Updated: 1/6/2004; 11:10:48 PM.
Jeremy Allaire's Radio
An exploration of media, communications and applications over the Internet.

This is a personal weblog. The opinions expressed here represent my own and not those of my employer.

        

Monday, May 05, 2003

RealNetworks Hits Mobile Phone Screens : RealNetworks will send audio and video streams of sports and news programming to consumers' mobile phones. The digital media delivery company said that the...
 
I was pleased to see the RealOne Player pre-installed on my Nokia 3650.  Other than the 15 second clips I've been taking of friends and family, I haven't had much else to playback with the software.  Sounds like we'll get a taste of 30Kbps streaming video, yet again.

9:51:59 PM    comment []

Passport, Web services, and Federation

A recent story on News.com offers some news on how Microsoft plans to bring Passport into alignment with Web services standards, SOAP and WS-Security in particular. In many ways, this is good news. By supporting SOAP and WS-Security in Passport, Microsoft is moving that much closer to making Passport a Web service. Using SOAP and WS-Security will also give Microsoft a foundation on which it can build a more reasonable, and more secure, architecture for Passport. But it also points to a coming inflection point in the effort to create federated authentication standards, and the article misses that point entirely.....<more>

 

 [via Jamie Lewis]

Great brief analysis by Jamie Lewis of the Burton Group.  There is an emerging industry around Liberty Alliance specs, and momentum building for the Liberty 2.0 specifications.  It looks like IBM and Microsoft are going to try and co-opt and drive their own federation standards, which could back-fire.  While they've been able to drive SOAP and WSDL into standards, the stakes are very high in the federated identity space and a large part of the commerce, financial services and software industry is getting behind Liberty.  Implementations will drive the day, and from what I can tell most vendors are holding out for Liberty 2.0 later this year, which really makes the approach complete and extensible.

9:47:42 PM    comment []

A Price War Cometh Cable stocks cool on DSL price news ... 67 comments so far

Long predicted, the broadband price war in the US has begun.

9:41:02 PM    comment []

Updated Flash Google App at Mesh Mike Chambers and Josh Dura have updated the Google Search App from some of the feedback given by you guys....

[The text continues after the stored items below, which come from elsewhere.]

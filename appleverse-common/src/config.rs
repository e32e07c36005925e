//! Configuration loading and root folder resolution
//!
//! Bootstrap settings come from an optional TOML file. Every lookup follows
//! the same priority order:
//! 1. Command-line argument (highest priority)
//! 2. Environment variable
//! 3. TOML config file
//! 4. OS-dependent compiled default (fallback)
//!
//! A missing or broken TOML file never aborts startup: a warning is logged and
//! the compiled defaults are used instead.

use crate::{Error, Result};
use serde::{Deserialize, Serialize};
use std::path::{Path, PathBuf};
use tracing::{debug, warn};

/// Environment variable overriding the root folder
pub const ROOT_FOLDER_ENV: &str = "APPLEVERSE_ROOT_FOLDER";

/// File name of the TOML bootstrap config
pub const CONFIG_FILE_NAME: &str = "appleverse.toml";

/// Bootstrap configuration loaded from TOML
#[derive(Debug, Clone, Default, Serialize, Deserialize)]
pub struct TomlConfig {
    /// Root folder holding data, images and the database
    #[serde(default)]
    pub root_folder: Option<PathBuf>,

    /// Directory searched for dataset files
    #[serde(default)]
    pub data_dir: Option<PathBuf>,

    /// SQLite database file
    #[serde(default)]
    pub database_path: Option<PathBuf>,

    /// Number of concurrent inserts per batch
    #[serde(default)]
    pub batch_size: Option<usize>,

    /// Image directories and the URL prefix they are served under
    #[serde(default)]
    pub image_sources: Vec<ImageSourceConfig>,

    /// Logging configuration (optional)
    #[serde(default)]
    pub logging: LoggingConfig,
}

/// One image directory and its serving prefix
#[derive(Debug, Clone, PartialEq, Eq, Serialize, Deserialize)]
pub struct ImageSourceConfig {
    pub dir: PathBuf,
    pub url_prefix: String,
}

/// Logging configuration
#[derive(Debug, Clone, Serialize, Deserialize)]
pub struct LoggingConfig {
    /// Log level (trace, debug, info, warn, error)
    #[serde(default = "default_log_level")]
    pub level: String,
}

impl Default for LoggingConfig {
    fn default() -> Self {
        Self {
            level: default_log_level(),
        }
    }
}

fn default_log_level() -> String {
    "info".to_string()
}

/// Per-user location of the TOML config (`<config_dir>/appleverse/appleverse.toml`)
pub fn default_config_path() -> Option<PathBuf> {
    dirs::config_dir().map(|d| d.join("appleverse").join(CONFIG_FILE_NAME))
}

/// Read and parse a TOML config file
pub fn read_toml_config(path: &Path) -> Result<TomlConfig> {
    let content = std::fs::read_to_string(path)
        .map_err(|e| Error::Config(format!("Read TOML failed ({}): {}", path.display(), e)))?;
    toml::from_str(&content)
        .map_err(|e| Error::Config(format!("Parse TOML failed ({}): {}", path.display(), e)))
}

/// Load the TOML config with graceful degradation
///
/// Uses `explicit` when given, otherwise [`default_config_path`]. Missing or
/// unparsable files fall back to `TomlConfig::default()`.
pub fn load_toml_config(explicit: Option<&Path>) -> TomlConfig {
    let path = match explicit.map(Path::to_path_buf).or_else(default_config_path) {
        Some(path) => path,
        None => {
            debug!("No config directory available, using compiled defaults");
            return TomlConfig::default();
        }
    };

    if !path.exists() {
        if explicit.is_some() {
            warn!("Config file not found: {}, using defaults", path.display());
        } else {
            debug!("No config file at {}, using defaults", path.display());
        }
        return TomlConfig::default();
    }

    match read_toml_config(&path) {
        Ok(config) => {
            debug!("Loaded config from {}", path.display());
            config
        }
        Err(e) => {
            warn!("{}; using defaults", e);
            TomlConfig::default()
        }
    }
}

/// Resolve the root folder: CLI → ENV → TOML → compiled default
pub fn resolve_root_folder(
    cli_arg: Option<&Path>,
    env_var_name: &str,
    toml_config: &TomlConfig,
) -> PathBuf {
    if let Some(path) = cli_arg {
        return path.to_path_buf();
    }

    if let Ok(path) = std::env::var(env_var_name) {
        if !path.trim().is_empty() {
            return PathBuf::from(path);
        }
    }

    if let Some(path) = &toml_config.root_folder {
        return path.clone();
    }

    default_root_folder()
}

/// OS-dependent default root folder
///
/// - Linux: `~/.local/share/appleverse`
/// - macOS: `~/Library/Application Support/appleverse`
/// - Windows: `%LOCALAPPDATA%\appleverse`
pub fn default_root_folder() -> PathBuf {
    dirs::data_local_dir()
        .map(|d| d.join("appleverse"))
        .unwrap_or_else(|| PathBuf::from("./appleverse_data"))
}
//! Database initialization
//!
//! Opens (or creates) the catalogue database and makes sure every table the
//! import pipeline relies on exists. Table creation is idempotent, so it is
//! safe to run on every startup.

use crate::Result;
use sqlx::sqlite::{SqliteConnectOptions, SqliteJournalMode, SqlitePoolOptions};
use sqlx::SqlitePool;
use std::path::Path;
use std::time::Duration;
use tracing::info;

/// Catalogue table read by the listing layer
pub const RECORDS_TABLE: &str = "apple_records";

/// Staging table a new generation is built in before being swapped in
pub const STAGING_TABLE: &str = "apple_records_staging";

/// Busy timeout applied to every pooled connection
const BUSY_TIMEOUT: Duration = Duration::from_millis(5000);

/// Initialize database connection pool and create tables if needed
pub async fn init_database(db_path: &Path) -> Result<SqlitePool> {
    let newly_created = !db_path.exists();

    if let Some(parent) = db_path.parent() {
        if !parent.as_os_str().is_empty() {
            std::fs::create_dir_all(parent)?;
        }
    }

    // WAL lets listing readers proceed while an import writes
    let options = SqliteConnectOptions::new()
        .filename(db_path)
        .create_if_missing(true)
        .journal_mode(SqliteJournalMode::Wal)
        .busy_timeout(BUSY_TIMEOUT);

    let pool = SqlitePoolOptions::new()
        .max_connections(10)
        .connect_with(options)
        .await?;

    if newly_created {
        info!("Initialized new database: {}", db_path.display());
    } else {
        info!("Opened existing database: {}", db_path.display());
    }

    create_tables(&pool).await?;

    Ok(pool)
}

/// Create all catalogue tables (idempotent)
pub async fn create_tables(pool: &SqlitePool) -> Result<()> {
    create_records_table(pool, RECORDS_TABLE).await?;
    create_records_table(pool, STAGING_TABLE).await?;
    create_import_runs_table(pool).await?;
    Ok(())
}

/// Create a table with the canonical record shape
///
/// `images` holds a JSON array of serving paths, `metadata` a JSON object of
/// unmapped source columns.
async fn create_records_table(pool: &SqlitePool, table: &str) -> Result<()> {
    let sql = format!(
        r#"
        CREATE TABLE IF NOT EXISTS {table} (
            id INTEGER PRIMARY KEY AUTOINCREMENT,
            source_row_index INTEGER NOT NULL,
            accession_code TEXT NOT NULL DEFAULT '',
            cultivar_name TEXT NOT NULL CHECK (length(trim(cultivar_name)) > 0),
            accession_number TEXT NOT NULL DEFAULT '',
            genus TEXT NOT NULL DEFAULT 'Malus',
            species TEXT NOT NULL DEFAULT '',
            country TEXT NOT NULL DEFAULT '',
            province TEXT NOT NULL DEFAULT '',
            city TEXT NOT NULL DEFAULT '',
            pedigree_description TEXT NOT NULL DEFAULT '',
            images TEXT NOT NULL DEFAULT '[]',
            metadata TEXT NOT NULL DEFAULT '{{}}',
            imported_at TIMESTAMP NOT NULL DEFAULT CURRENT_TIMESTAMP
        )
        "#
    );
    sqlx::query(&sql).execute(pool).await?;

    let index_sql = format!(
        "CREATE INDEX IF NOT EXISTS idx_{table}_accession_code ON {table}(accession_code)"
    );
    sqlx::query(&index_sql).execute(pool).await?;

    let order_sql = format!(
        "CREATE INDEX IF NOT EXISTS idx_{table}_source_row ON {table}(source_row_index)"
    );
    sqlx::query(&order_sql).execute(pool).await?;

    Ok(())
}

/// Create the import_runs table (one row per bulk import)
async fn create_import_runs_table(pool: &SqlitePool) -> Result<()> {
    sqlx::query(
        r#"
        CREATE TABLE IF NOT EXISTS import_runs (
            run_id TEXT PRIMARY KEY,
            source_path TEXT NOT NULL,
            started_at TEXT NOT NULL,
            ended_at TEXT NOT NULL,
            total_rows INTEGER NOT NULL DEFAULT 0,
            imported INTEGER NOT NULL DEFAULT 0,
            skipped INTEGER NOT NULL DEFAULT 0,
            failed INTEGER NOT NULL DEFAULT 0,
            images_scanned INTEGER NOT NULL DEFAULT 0,
            images_linked INTEGER NOT NULL DEFAULT 0,
            failures TEXT NOT NULL DEFAULT '[]'
        )
        "#,
    )
    .execute(pool)
    .await?;

    Ok(())
}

Good to see the progress here.  From the looks of the app, I imagine that it will be a desktop Flash app running in Macromedia Central in the near future.

9:27:36 PM    comment []

Excellent overview of Blogging APIs

a review of blogging APIs

a review of blogging APIs -> As I was looking again at the space of remote-access APIs for weblog software (working on the XML-RPC Weblog Sync feature of clevercactus), I found that there was no side-by-side comparison of the main available APIs, or list of links of material to read. So here goes, in the hope that it will save time for others in the future. :)

As always, comments & corrections are most welcome! This is a long post, so I've left the meat of it off the main page.

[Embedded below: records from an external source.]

//! Database initialization and catalogue schema

pub mod init;

pub use init::*;
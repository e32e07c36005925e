//! Import run history

use crate::models::{ImportReport, RowFailure};
use appleverse_common::{Error, Result};
use chrono::{DateTime, SecondsFormat, Utc};
use sqlx::{Row, SqlitePool};
use uuid::Uuid;

/// Persist the report of a finished run
pub async fn save_import_run(pool: &SqlitePool, report: &ImportReport) -> Result<()> {
    let failures = serde_json::to_string(&report.failures)
        .map_err(|e| Error::Internal(format!("Failed to encode failures: {}", e)))?;

    sqlx::query(
        r#"
        INSERT INTO import_runs (
            run_id, source_path, started_at, ended_at,
            total_rows, imported, skipped, failed,
            images_scanned, images_linked, failures
        ) VALUES (?, ?, ?, ?, ?, ?, ?, ?, ?, ?, ?)
        "#,
    )
    .bind(report.run_id.to_string())
    .bind(&report.source_path)
    .bind(format_timestamp(&report.started_at))
    .bind(format_timestamp(&report.ended_at))
    .bind(report.total_rows as i64)
    .bind(report.imported as i64)
    .bind(report.skipped as i64)
    .bind(report.failed as i64)
    .bind(report.images_scanned as i64)
    .bind(report.images_linked as i64)
    .bind(failures)
    .execute(pool)
    .await?;

    Ok(())
}

/// Most recently started run, if any
pub async fn latest_import_run(pool: &SqlitePool) -> Result<Option<ImportReport>> {
    let row = sqlx::query(
        r#"
        SELECT run_id, source_path, started_at, ended_at,
               total_rows, imported, skipped, failed,
               images_scanned, images_linked, failures
        FROM import_runs
        ORDER BY started_at DESC
        LIMIT 1
        "#,
    )
    .fetch_optional(pool)
    .await?;

    let row = match row {
        Some(row) => row,
        None => return Ok(None),
    };

    let run_id: String = row.get("run_id");
    let failures_json: String = row.get("failures");
    let failures: Vec<RowFailure> = serde_json::from_str(&failures_json)
        .map_err(|e| Error::Internal(format!("Invalid failures JSON in database: {}", e)))?;

    Ok(Some(ImportReport {
        run_id: Uuid::parse_str(&run_id)
            .map_err(|e| Error::Internal(format!("Invalid UUID in database: {}", e)))?,
        source_path: row.get("source_path"),
        started_at: parse_timestamp(row.get("started_at"))?,
        ended_at: parse_timestamp(row.get("ended_at"))?,
        total_rows: row.get::<i64, _>("total_rows") as usize,
        imported: row.get::<i64, _>("imported") as usize,
        skipped: row.get::<i64, _>("skipped") as usize,
        failed: row.get::<i64, _>("failed") as usize,
        images_scanned: row.get::<i64, _>("images_scanned") as usize,
        images_linked: row.get::<i64, _>("images_linked") as usize,
        failures,
    }))
}

/// Fixed-width RFC 3339 so text ordering matches time ordering
fn format_timestamp(ts: &DateTime<Utc>) -> String {
    ts.to_rfc3339_opts(SecondsFormat::Micros, true)
}

fn parse_timestamp(value: String) -> Result<DateTime<Utc>> {
    DateTime::parse_from_rfc3339(&value)
        .map(|dt| dt.with_timezone(&Utc))
        .map_err(|e| Error::Internal(format!("Invalid timestamp in database: {}", e)))
}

[Audioblog/Mobileblogging News]

Than you to Diego Doval for this timely overview.  We're all hoping that Evan and Jason et al do the right thing.  And now that SixApart is funded, perhaps we can all move forward - together.

Hmmm - maybe that's what Joi and Dave are up to?

 
Pass it along.  One side-note on the rapid adoption of blogging software is the increasing re-relevance of XML-RPC.  More on this later....

9:23:44 PM    comment []

Here come the Wi-Phones Can you say killer app? I already have. But the equipment rollout from companies like Cisco, Telesym, NEC, and Vocera is happening even faster than I expected.
[via Werblog]

9:13:43 PM    comment []

The Internet story all over again John Patrick: "There was a long list of reasons ten years ago for why the Web would never turn into something serious -- certainly not into something that could be used for secure business transactions. The same list of shortcomings is being attributed to WiFi today."
[via Werblog]

I've heard these same skeptics --- "it's not built to support that kind of traffic"..."service levels will degrade"..."it'll all collapse as soon as people start using it", etc.  But innovation and economies of scale have an odd way of breaking through these purported limitations.